Vitamin B6 Vitamer Concentrations in Cerebrospinal Fluid Differ Between Preterm and Term Newborn Infants
Albersen M et al. – In cerebrospinal fluid (CSF) of newborn infants, pyridoxal (PL), pyridoxal phosphate (PLP), pyridoxic acid (PA), and pyridoxamine (PM) are present, and concentrations are strongly dependent on postmenstrual age. These results indicate that vitamin B6 homeostasis in brain differs between preterm and term newborns.
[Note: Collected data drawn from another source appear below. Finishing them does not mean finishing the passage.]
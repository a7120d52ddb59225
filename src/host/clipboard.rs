use std::process::{Command, Stdio};

use log::debug;

use super::ClipboardReader;
use crate::error::{Error, Result};

/// Reads the clipboard by running the platform's paste tool
#[derive(Debug, Clone, Default)]
pub struct SystemClipboard;

impl SystemClipboard {
    pub fn new() -> Self {
        Self
    }
}

type PasteCommand = (&'static str, &'static [&'static str]);

/// Candidate commands in the order they are tried
#[cfg(target_os = "macos")]
const PASTE_COMMANDS: &[PasteCommand] = &[("pbpaste", &[])];

#[cfg(windows)]
const PASTE_COMMANDS: &[PasteCommand] = &[(
    "powershell.exe",
    &["-NoProfile", "-NonInteractive", "-Command", "Get-Clipboard -Raw"],
)];

#[cfg(not(any(target_os = "macos", windows)))]
const PASTE_COMMANDS: &[PasteCommand] = &[
    ("wl-paste", &["--no-newline"]),
    ("xclip", &["-selection", "clipboard", "-o"]),
    ("xsel", &["--clipboard", "--output"]),
];

impl ClipboardReader for SystemClipboard {
    fn read_text(&self) -> Result<String> {
        let mut failures = Vec::new();

        for (program, args) in PASTE_COMMANDS {
            debug!("Reading clipboard with {}", program);

            let output = Command::new(program)
                .args(*args)
                .stdin(Stdio::null())
                .stdout(Stdio::piped())
                .stderr(Stdio::piped())
                .output();

            match output {
                Ok(output) if output.status.success() => {
                    return String::from_utf8(output.stdout).map_err(|e| {
                        Error::EncodingError(format!("Clipboard text is not UTF-8: {}", e))
                    });
                }
                Ok(output) => failures.push(format!(
                    "{} exited with {}: {}",
                    program,
                    output.status,
                    String::from_utf8_lossy(&output.stderr).trim()
                )),
                Err(e) => failures.push(format!("{}: {}", program, e)),
            }
        }

        Err(Error::IoError(format!(
            "Failed to read the clipboard ({})",
            failures.join("; ")
        )))
    }
}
These results should be taken into account for diagnosis and treatment of epilepsy and vitamin B6 deficiency in newborn infants.Methods
- B6 vitamer concentrations were determined in 69 CSF samples of 36 newborn infants (26 born preterm and 10 born term) by ultra performance liquid chromatography-tandem mass spectrometry.
- CSF samples, taken from a subcutaneous intraventricular reservoir, were bedside frozen and protected from light.
- Concentrations of pyridoxal (PL), pyridoxal phosphate (PLP), pyridoxic acid (PA), and pyridoxamine (PM) in preterm newborns (postmenstrual age 30–37 weeks) were at least twice as high as in older newborns (postmenstrual age >42 weeks).
- Pyridoxine and pyridoxamine phosphate concentrations were below limits of quantification in all newborns.
- In CSF of 2 very preterm newborns (postmenstrual age <30 weeks), significant amounts of pyridoxine were present besides high concentrations of PL, PA, and PM, whereas PLP concentrations were relatively low. B6 vitamers in CSF were positively correlated, especially PA, PLP, and PL.